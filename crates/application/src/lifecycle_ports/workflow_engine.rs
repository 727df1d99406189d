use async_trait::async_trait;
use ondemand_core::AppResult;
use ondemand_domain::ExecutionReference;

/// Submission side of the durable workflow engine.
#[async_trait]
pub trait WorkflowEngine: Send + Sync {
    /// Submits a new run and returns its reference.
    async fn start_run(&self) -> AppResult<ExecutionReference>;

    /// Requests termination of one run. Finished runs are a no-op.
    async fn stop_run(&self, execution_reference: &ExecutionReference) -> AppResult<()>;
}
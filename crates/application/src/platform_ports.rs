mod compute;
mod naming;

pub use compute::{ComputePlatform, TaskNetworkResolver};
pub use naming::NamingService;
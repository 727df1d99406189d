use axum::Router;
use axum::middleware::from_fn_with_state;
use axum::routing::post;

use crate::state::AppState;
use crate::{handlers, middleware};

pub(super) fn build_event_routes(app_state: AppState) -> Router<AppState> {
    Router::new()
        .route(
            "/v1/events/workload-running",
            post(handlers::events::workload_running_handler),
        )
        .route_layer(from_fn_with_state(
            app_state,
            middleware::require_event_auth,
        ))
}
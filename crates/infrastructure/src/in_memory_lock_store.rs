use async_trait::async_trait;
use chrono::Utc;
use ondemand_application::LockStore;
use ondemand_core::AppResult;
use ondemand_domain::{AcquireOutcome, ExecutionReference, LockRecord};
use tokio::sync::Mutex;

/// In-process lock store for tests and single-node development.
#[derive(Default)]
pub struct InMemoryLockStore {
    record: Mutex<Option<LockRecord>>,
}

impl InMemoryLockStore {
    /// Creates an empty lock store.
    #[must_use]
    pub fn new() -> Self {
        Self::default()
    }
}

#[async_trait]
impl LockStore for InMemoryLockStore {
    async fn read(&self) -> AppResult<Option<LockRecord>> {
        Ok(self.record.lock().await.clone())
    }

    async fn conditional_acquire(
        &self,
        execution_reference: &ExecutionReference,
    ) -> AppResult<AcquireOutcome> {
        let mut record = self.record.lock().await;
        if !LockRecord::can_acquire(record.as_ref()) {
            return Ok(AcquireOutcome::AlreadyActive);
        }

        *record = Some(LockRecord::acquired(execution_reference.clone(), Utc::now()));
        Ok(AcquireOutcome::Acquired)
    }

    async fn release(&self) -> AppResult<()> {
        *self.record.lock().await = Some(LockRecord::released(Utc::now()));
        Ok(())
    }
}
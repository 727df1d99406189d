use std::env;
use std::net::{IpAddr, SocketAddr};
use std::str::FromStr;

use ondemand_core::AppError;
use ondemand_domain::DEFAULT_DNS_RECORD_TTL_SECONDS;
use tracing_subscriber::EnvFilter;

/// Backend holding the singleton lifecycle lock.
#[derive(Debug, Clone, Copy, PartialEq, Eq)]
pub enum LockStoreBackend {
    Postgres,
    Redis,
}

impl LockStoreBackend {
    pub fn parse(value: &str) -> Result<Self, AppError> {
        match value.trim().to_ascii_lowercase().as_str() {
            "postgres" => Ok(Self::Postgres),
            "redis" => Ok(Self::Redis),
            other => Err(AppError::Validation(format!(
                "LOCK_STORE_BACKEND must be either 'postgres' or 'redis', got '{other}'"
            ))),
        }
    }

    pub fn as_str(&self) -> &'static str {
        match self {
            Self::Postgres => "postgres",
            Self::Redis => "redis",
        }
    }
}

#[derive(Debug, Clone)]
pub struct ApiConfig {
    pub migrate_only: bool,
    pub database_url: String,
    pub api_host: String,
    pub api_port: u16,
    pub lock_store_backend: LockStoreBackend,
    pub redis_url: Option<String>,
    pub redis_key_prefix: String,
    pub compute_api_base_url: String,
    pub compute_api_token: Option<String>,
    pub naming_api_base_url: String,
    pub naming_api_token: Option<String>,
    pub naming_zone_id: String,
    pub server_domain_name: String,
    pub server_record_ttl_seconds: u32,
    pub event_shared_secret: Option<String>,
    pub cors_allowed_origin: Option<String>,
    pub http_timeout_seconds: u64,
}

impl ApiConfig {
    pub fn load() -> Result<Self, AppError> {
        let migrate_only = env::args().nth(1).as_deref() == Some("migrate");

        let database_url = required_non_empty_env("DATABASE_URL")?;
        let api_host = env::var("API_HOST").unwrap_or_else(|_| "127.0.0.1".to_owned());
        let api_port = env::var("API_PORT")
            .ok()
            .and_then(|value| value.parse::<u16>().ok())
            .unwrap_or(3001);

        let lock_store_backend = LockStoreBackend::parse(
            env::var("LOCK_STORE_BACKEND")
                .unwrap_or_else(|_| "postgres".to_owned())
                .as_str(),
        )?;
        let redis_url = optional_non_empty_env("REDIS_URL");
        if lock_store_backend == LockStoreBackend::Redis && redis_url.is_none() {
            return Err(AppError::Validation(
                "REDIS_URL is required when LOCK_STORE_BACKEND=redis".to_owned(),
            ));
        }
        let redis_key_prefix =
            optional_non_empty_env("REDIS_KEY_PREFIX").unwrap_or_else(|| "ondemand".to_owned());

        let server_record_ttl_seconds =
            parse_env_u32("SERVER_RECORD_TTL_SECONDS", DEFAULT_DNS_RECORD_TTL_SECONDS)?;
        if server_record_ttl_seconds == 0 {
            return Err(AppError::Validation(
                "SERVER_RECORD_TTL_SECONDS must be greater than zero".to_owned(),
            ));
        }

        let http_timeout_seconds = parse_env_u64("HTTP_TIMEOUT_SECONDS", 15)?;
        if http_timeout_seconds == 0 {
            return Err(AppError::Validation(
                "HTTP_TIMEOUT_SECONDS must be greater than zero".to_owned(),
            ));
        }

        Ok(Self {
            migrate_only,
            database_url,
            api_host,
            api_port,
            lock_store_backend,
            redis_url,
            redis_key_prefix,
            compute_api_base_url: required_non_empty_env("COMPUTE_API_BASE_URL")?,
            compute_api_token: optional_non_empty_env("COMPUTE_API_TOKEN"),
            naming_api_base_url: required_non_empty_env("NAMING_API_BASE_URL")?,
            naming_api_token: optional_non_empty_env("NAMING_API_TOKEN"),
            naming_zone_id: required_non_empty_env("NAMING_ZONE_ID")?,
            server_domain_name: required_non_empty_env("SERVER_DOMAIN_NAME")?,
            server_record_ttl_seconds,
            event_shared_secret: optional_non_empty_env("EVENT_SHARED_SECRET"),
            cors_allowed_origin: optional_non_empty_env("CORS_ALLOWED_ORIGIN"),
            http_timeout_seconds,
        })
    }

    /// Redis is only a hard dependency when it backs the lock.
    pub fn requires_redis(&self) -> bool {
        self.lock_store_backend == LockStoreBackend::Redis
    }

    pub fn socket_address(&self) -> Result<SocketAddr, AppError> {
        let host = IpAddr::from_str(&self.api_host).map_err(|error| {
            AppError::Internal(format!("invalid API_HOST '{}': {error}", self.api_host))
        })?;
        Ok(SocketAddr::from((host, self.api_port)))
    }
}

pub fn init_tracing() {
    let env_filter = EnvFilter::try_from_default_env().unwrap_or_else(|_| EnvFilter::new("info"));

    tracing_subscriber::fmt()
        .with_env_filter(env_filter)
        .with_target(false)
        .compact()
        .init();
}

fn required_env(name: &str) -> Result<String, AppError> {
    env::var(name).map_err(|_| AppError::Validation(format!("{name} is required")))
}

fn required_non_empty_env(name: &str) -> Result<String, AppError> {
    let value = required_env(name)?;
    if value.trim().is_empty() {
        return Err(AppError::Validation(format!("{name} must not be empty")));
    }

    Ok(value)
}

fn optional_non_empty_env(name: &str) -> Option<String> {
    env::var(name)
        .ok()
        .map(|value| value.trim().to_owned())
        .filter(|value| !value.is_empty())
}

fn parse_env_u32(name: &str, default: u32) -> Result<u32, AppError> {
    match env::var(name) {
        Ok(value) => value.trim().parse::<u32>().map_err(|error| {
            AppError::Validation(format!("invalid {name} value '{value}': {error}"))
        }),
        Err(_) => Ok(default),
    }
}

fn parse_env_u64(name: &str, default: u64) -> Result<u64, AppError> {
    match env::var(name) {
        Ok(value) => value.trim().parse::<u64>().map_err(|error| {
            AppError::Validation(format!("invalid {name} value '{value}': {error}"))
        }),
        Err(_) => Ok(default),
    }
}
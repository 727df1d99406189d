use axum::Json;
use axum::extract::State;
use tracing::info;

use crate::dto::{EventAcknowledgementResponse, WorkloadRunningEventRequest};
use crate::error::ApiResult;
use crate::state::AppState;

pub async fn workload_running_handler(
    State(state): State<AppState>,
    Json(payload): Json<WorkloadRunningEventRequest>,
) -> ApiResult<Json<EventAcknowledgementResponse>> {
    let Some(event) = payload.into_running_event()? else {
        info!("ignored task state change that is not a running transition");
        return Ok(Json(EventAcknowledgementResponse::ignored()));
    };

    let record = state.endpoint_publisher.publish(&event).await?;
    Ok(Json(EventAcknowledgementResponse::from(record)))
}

* **TASK ITEM**:
Each line of the entries above that contains "EnvFilter" must be copied into the answer.

* **OUTPUT FOR THIS TASK**:
use tracing_subscriber::EnvFilter;
    let env_filter = EnvFilter::try_from_default_env().unwrap_or_else(|_| EnvFilter::new("info"));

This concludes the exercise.